**Input for this task**
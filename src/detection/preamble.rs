//! Header location: skip leading metadata lines until the field count stabilizes.

use tracing::debug;

/// Number of consecutive records (header included) that must share a field count.
pub const STABLE_RUN_LEN: usize = 3;

/// Where the header sits in a list of records.
#[derive(Debug, Clone, Copy, PartialEq, Eq)]
pub enum HeaderLocation {
    /// Record `index` is the header; earlier records are preamble.
    Header { index: usize, column_count: usize },
    /// No stable run was found; every record is data.
    Headerless { column_count: usize },
}

impl HeaderLocation {
    pub fn column_count(&self) -> usize {
        match *self {
            HeaderLocation::Header { column_count, .. } => column_count,
            HeaderLocation::Headerless { column_count } => column_count,
        }
    }

    /// Number of records discarded before the header.
    pub fn preamble_len(&self) -> usize {
        match *self {
            HeaderLocation::Header { index, .. } => index,
            HeaderLocation::Headerless { .. } => 0,
        }
    }
}

/// Field counts of one record: `len` as split, `width` without trailing empty fields.
#[derive(Debug, Clone, Copy, PartialEq, Eq)]
pub struct RecordShape {
    pub len: usize,
    pub width: usize,
}

impl RecordShape {
    pub fn of<S: AsRef<str>>(record: &[S]) -> Self {
        Self {
            len: record.len(),
            width: effective_width(record),
        }
    }

    /// A record fits `columns` when only blank cells have to be padded or dropped.
    pub fn fits(&self, columns: usize) -> bool {
        self.width <= columns && columns <= self.len
    }
}

impl From<usize> for RecordShape {
    fn from(n: usize) -> Self {
        Self { len: n, width: n }
    }
}

/// Field count of a record, ignoring trailing empty fields (`a;b;` counts as 2).
pub fn effective_width<S: AsRef<str>>(record: &[S]) -> usize {
    record
        .iter()
        .rposition(|f| !f.as_ref().trim().is_empty())
        .map_or(0, |i| i + 1)
}

/// Column count of a stable run starting at `start`, if one does.
///
/// The run needs `min(run_len, remaining)` records, at least two, that all fit a common
/// column count. The narrowest such count is used, so trailing delimiters on every record
/// do not add a blank column.
fn stable_width(shapes: &[RecordShape], start: usize, run_len: usize) -> Option<usize> {
    let k = run_len.min(shapes.len() - start);
    if k < 2 {
        return None;
    }
    let run = &shapes[start..start + k];
    let width = run.iter().map(|s| s.width).max()?;
    (width > 0 && run.iter().all(|s| s.fits(width))).then_some(width)
}

/// First stable run starting in `from..limit`, as `(start, width)`.
fn next_run(shapes: &[RecordShape], from: usize, limit: usize, run_len: usize) -> Option<(usize, usize)> {
    (from..limit).find_map(|i| stable_width(shapes, i, run_len).map(|w| (i, w)))
}

/// Locate the header from per-record shapes.
///
/// Only runs starting within the first `window` records are considered, and the first one
/// wins. The exception is a metadata block: a run cut short by a stray record (one that
/// does not start a run itself) is skipped when the next run after it is wider. A next run
/// of the same width continues the block and is checked the same way. Anything directly
/// after the table, such as a wider totals block, never displaces it.
pub fn locate_header(shapes: &[RecordShape], window: usize, run_len: usize) -> HeaderLocation {
    match shapes {
        [] => return HeaderLocation::Headerless { column_count: 0 },
        [only] => {
            return HeaderLocation::Header {
                index: 0,
                column_count: only.width,
            };
        }
        _ => {}
    }

    let run_len = run_len.max(2);
    let limit = shapes.len().min(window);
    let mut from = 0;
    let found = 'search: loop {
        let Some((index, width)) = next_run(shapes, from, limit, run_len) else {
            break None;
        };
        let mut cursor = index;
        loop {
            let end = (cursor + 1..shapes.len())
                .find(|&j| !shapes[j].fits(width))
                .unwrap_or(shapes.len());
            if end == shapes.len() || stable_width(shapes, end, run_len).is_some() {
                break 'search Some((index, width));
            }
            match next_run(shapes, end, limit, run_len) {
                Some((next, w)) if w == width => cursor = next,
                Some((next, w)) if w > width => {
                    debug!(start = index, end, width, "skipping metadata block");
                    from = next;
                    continue 'search;
                }
                _ => break 'search Some((index, width)),
            }
        }
    };

    let location = match found {
        Some((index, column_count)) => HeaderLocation::Header { index, column_count },
        None => HeaderLocation::Headerless {
            column_count: shapes[0].width,
        },
    };
    debug!(?location, records = shapes.len(), "header located");
    location
}
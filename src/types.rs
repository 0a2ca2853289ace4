//! Core data model types for normalization.
//!
//! A [`RawFile`] goes in, a [`NormalizedTable`] comes out. Intermediate detection results
//! ([`EncodingGuess`], [`DialectGuess`]) are plain immutable values built fresh per call.

use std::collections::HashSet;
use std::fs;
use std::path::{Path, PathBuf};

use encoding_rs::Encoding;
use serde::{Serialize, Serializer};

/// Immutable bytes of one discovered file plus what the caller declared about it.
#[derive(Debug, Clone, PartialEq, Eq)]
pub struct RawFile {
    path: PathBuf,
    extension: String,
    bytes: Vec<u8>,
    size_bytes: u64,
}

impl RawFile {
    /// Create a raw file, taking the declared extension from `path`.
    pub fn new(path: impl Into<PathBuf>, bytes: Vec<u8>) -> Self {
        let path = path.into();
        let extension = path
            .extension()
            .and_then(|s| s.to_str())
            .unwrap_or_default()
            .to_ascii_lowercase();
        Self::with_extension(path, extension, bytes)
    }

    /// Create a raw file with an explicit extension tag (overrides the path's extension).
    pub fn with_extension(path: impl Into<PathBuf>, extension: impl Into<String>, bytes: Vec<u8>) -> Self {
        let size_bytes = bytes.len() as u64;
        Self {
            path: path.into(),
            extension: extension.into().trim_start_matches('.').to_ascii_lowercase(),
            bytes,
            size_bytes,
        }
    }

    /// Read a file from disk.
    pub fn from_path(path: impl AsRef<Path>) -> std::io::Result<Self> {
        let path = path.as_ref();
        let bytes = fs::read(path)?;
        Ok(Self::new(path, bytes))
    }

    pub fn path(&self) -> &Path {
        &self.path
    }

    /// Declared extension, lowercase and without the leading dot.
    pub fn extension(&self) -> &str {
        &self.extension
    }

    pub fn bytes(&self) -> &[u8] {
        &self.bytes
    }

    pub fn size_bytes(&self) -> u64 {
        self.size_bytes
    }
}

/// Chosen text encoding with an explicit confidence in `[0, 1]`.
#[derive(Debug, Clone, Copy, PartialEq, Serialize)]
pub struct EncodingGuess {
    #[serde(serialize_with = "serialize_encoding")]
    pub encoding: &'static Encoding,
    pub confidence: f32,
    /// Set when the detector fell back to the default encoding.
    pub low_confidence: bool,
}

impl EncodingGuess {
    /// WHATWG name of the encoding (e.g. `windows-1252`, `UTF-8`).
    pub fn name(&self) -> &'static str {
        self.encoding.name()
    }
}

fn serialize_encoding<S: Serializer>(enc: &&'static Encoding, s: S) -> Result<S::Ok, S::Error> {
    s.serialize_str(enc.name())
}

/// Line terminator convention observed in the sample.
#[derive(Debug, Clone, Copy, PartialEq, Eq, Default, Serialize)]
#[serde(rename_all = "snake_case")]
pub enum LineTerminator {
    #[default]
    Lf,
    CrLf,
    Cr,
}

/// Delimiter, quote character and line terminator of a CSV file.
#[derive(Debug, Clone, Copy, PartialEq, Eq, Serialize)]
pub struct DialectGuess {
    pub delimiter: u8,
    pub quote: u8,
    pub terminator: LineTerminator,
}

impl Default for DialectGuess {
    fn default() -> Self {
        Self {
            delimiter: b';',
            quote: b'"',
            terminator: LineTerminator::Lf,
        }
    }
}

/// Non-fatal annotations on a successfully normalized table.
#[derive(Debug, Clone, Default, PartialEq, Eq, Serialize)]
pub struct QualityFlags {
    pub low_confidence_encoding: bool,
    pub no_header_detected: bool,
    pub row_length_mismatch: bool,
    /// Rows shorter than the header, padded with empty cells.
    pub padded_rows: usize,
    /// Rows longer than the header, truncated.
    pub truncated_rows: usize,
    /// Rows whose every cell was blank.
    pub blank_rows_skipped: usize,
    /// First decode error, when the chosen encoding had to be replaced by the fallback.
    pub decode_error: Option<String>,
}

impl QualityFlags {
    /// `true` when any flag indicates degraded confidence.
    pub fn is_degraded(&self) -> bool {
        self.low_confidence_encoding || self.no_header_detected || self.row_length_mismatch
    }

    /// Names of the raised flags, in a stable order.
    pub fn names(&self) -> Vec<&'static str> {
        let mut out = Vec::new();
        if self.low_confidence_encoding {
            out.push("low_confidence_encoding");
        }
        if self.no_header_detected {
            out.push("no_header_detected");
        }
        if self.row_length_mismatch {
            out.push("row_length_mismatch");
        }
        out
    }
}

/// Where a table came from and what was detected along the way.
#[derive(Debug, Clone, PartialEq, Serialize)]
#[serde(tag = "kind", rename_all = "snake_case")]
pub enum TableSource {
    Csv {
        encoding: EncodingGuess,
        dialect: DialectGuess,
        /// Number of records discarded before the header.
        preamble_lines: usize,
    },
    Excel {
        /// Name of the sheet that was read (always the first one).
        sheet_name: String,
        /// Number of sheets in the workbook; only the first is read.
        sheet_count: usize,
    },
}

/// Uniform in-memory table produced by normalization.
///
/// `row_count() == rows().len()` and `column_count() == header().len()` always hold, and
/// every row has exactly `column_count()` cells.
#[derive(Debug, Clone, PartialEq, Serialize)]
pub struct NormalizedTable {
    header: Vec<String>,
    rows: Vec<Vec<String>>,
    row_count: usize,
    column_count: usize,
    quality: QualityFlags,
    source: TableSource,
}

impl NormalizedTable {
    /// Build a table from a raw header and raw records.
    ///
    /// The header is trimmed and deduplicated; records are padded/truncated to the header
    /// width (recorded in `quality`) and fully blank records are skipped. Overflow made only
    /// of blank cells is dropped without being counted.
    ///
    /// The result is re-checked with [`Self::is_consistent`] in every build profile.
    pub fn assemble(
        raw_header: Vec<String>,
        records: impl IntoIterator<Item = Vec<String>>,
        mut quality: QualityFlags,
        source: TableSource,
    ) -> Self {
        let header = dedupe_header(raw_header);
        let width = header.len();

        let mut rows = Vec::new();
        for mut record in records {
            if record.iter().all(|c| c.trim().is_empty()) {
                quality.blank_rows_skipped += 1;
                continue;
            }
            if record.len() < width {
                quality.padded_rows += 1;
                record.resize(width, String::new());
            } else if record.len() > width {
                // Trailing delimiters only produce blank overflow; that is not a mismatch.
                if record[width..].iter().any(|c| !c.trim().is_empty()) {
                    quality.truncated_rows += 1;
                }
                record.truncate(width);
            }
            rows.push(record);
        }
        quality.row_length_mismatch = quality.padded_rows > 0 || quality.truncated_rows > 0;

        let table = Self {
            row_count: rows.len(),
            column_count: width,
            header,
            rows,
            quality,
            source,
        };
        assert!(table.is_consistent(), "normalized table invariants violated");
        table
    }

    pub fn header(&self) -> &[String] {
        &self.header
    }

    pub fn rows(&self) -> &[Vec<String>] {
        &self.rows
    }

    pub fn row_count(&self) -> usize {
        self.row_count
    }

    pub fn column_count(&self) -> usize {
        self.column_count
    }

    pub fn quality(&self) -> &QualityFlags {
        &self.quality
    }

    pub fn source(&self) -> &TableSource {
        &self.source
    }

    /// Detected encoding, for CSV sources.
    pub fn encoding(&self) -> Option<&EncodingGuess> {
        match &self.source {
            TableSource::Csv { encoding, .. } => Some(encoding),
            TableSource::Excel { .. } => None,
        }
    }

    /// Sniffed dialect, for CSV sources.
    pub fn dialect(&self) -> Option<&DialectGuess> {
        match &self.source {
            TableSource::Csv { dialect, .. } => Some(dialect),
            TableSource::Excel { .. } => None,
        }
    }

    /// Index of a column by name, if present.
    pub fn index_of(&self, name: &str) -> Option<usize> {
        self.header.iter().position(|h| h == name)
    }

    /// Re-check the structural invariants.
    pub fn is_consistent(&self) -> bool {
        self.row_count == self.rows.len()
            && self.column_count == self.header.len()
            && self.rows.iter().all(|r| r.len() == self.column_count)
            && self.header.iter().collect::<HashSet<_>>().len() == self.header.len()
    }
}

/// Positional name used for blank or synthetic header cells (1-based).
pub fn positional_name(idx0: usize) -> String {
    format!("column_{}", idx0 + 1)
}

fn dedupe_header(raw: Vec<String>) -> Vec<String> {
    let mut seen: HashSet<String> = HashSet::with_capacity(raw.len());
    let mut out = Vec::with_capacity(raw.len());
    for (idx, name) in raw.into_iter().enumerate() {
        let trimmed = name.trim();
        let base = if trimmed.is_empty() {
            positional_name(idx)
        } else {
            trimmed.to_string()
        };

        let mut candidate = base.clone();
        let mut n = 2;
        while seen.contains(&candidate) {
            candidate = format!("{base}_{n}");
            n += 1;
        }
        seen.insert(candidate.clone());
        out.push(candidate);
    }
    out
}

**The problem**
From the first line of the records above down to the line containing "trailing empty fields.", repeat each line exactly as written. Include both of those lines and add nothing.

**Worked solution**
filename src/detection/preamble.rs
//! Header location: skip leading metadata lines until the field count stabilizes.

use tracing::debug;

/// Number of consecutive records (header included) that must share a field count.
pub const STABLE_RUN_LEN: usize = 3;

/// Where the header sits in a list of records.
#[derive(Debug, Clone, Copy, PartialEq, Eq)]
pub enum HeaderLocation {
    /// Record `index` is the header; earlier records are preamble.
    Header { index: usize, column_count: usize },
    /// No stable run was found; every record is data.
    Headerless { column_count: usize },
}

impl HeaderLocation {
    pub fn column_count(&self) -> usize {
        match *self {
            HeaderLocation::Header { column_count, .. } => column_count,
            HeaderLocation::Headerless { column_count } => column_count,
        }
    }

    /// Number of records discarded before the header.
    pub fn preamble_len(&self) -> usize {
        match *self {
            HeaderLocation::Header { index, .. } => index,
            HeaderLocation::Headerless { .. } => 0,
        }
    }
}

/// Field counts of one record: `len` as split, `width` without trailing empty fields.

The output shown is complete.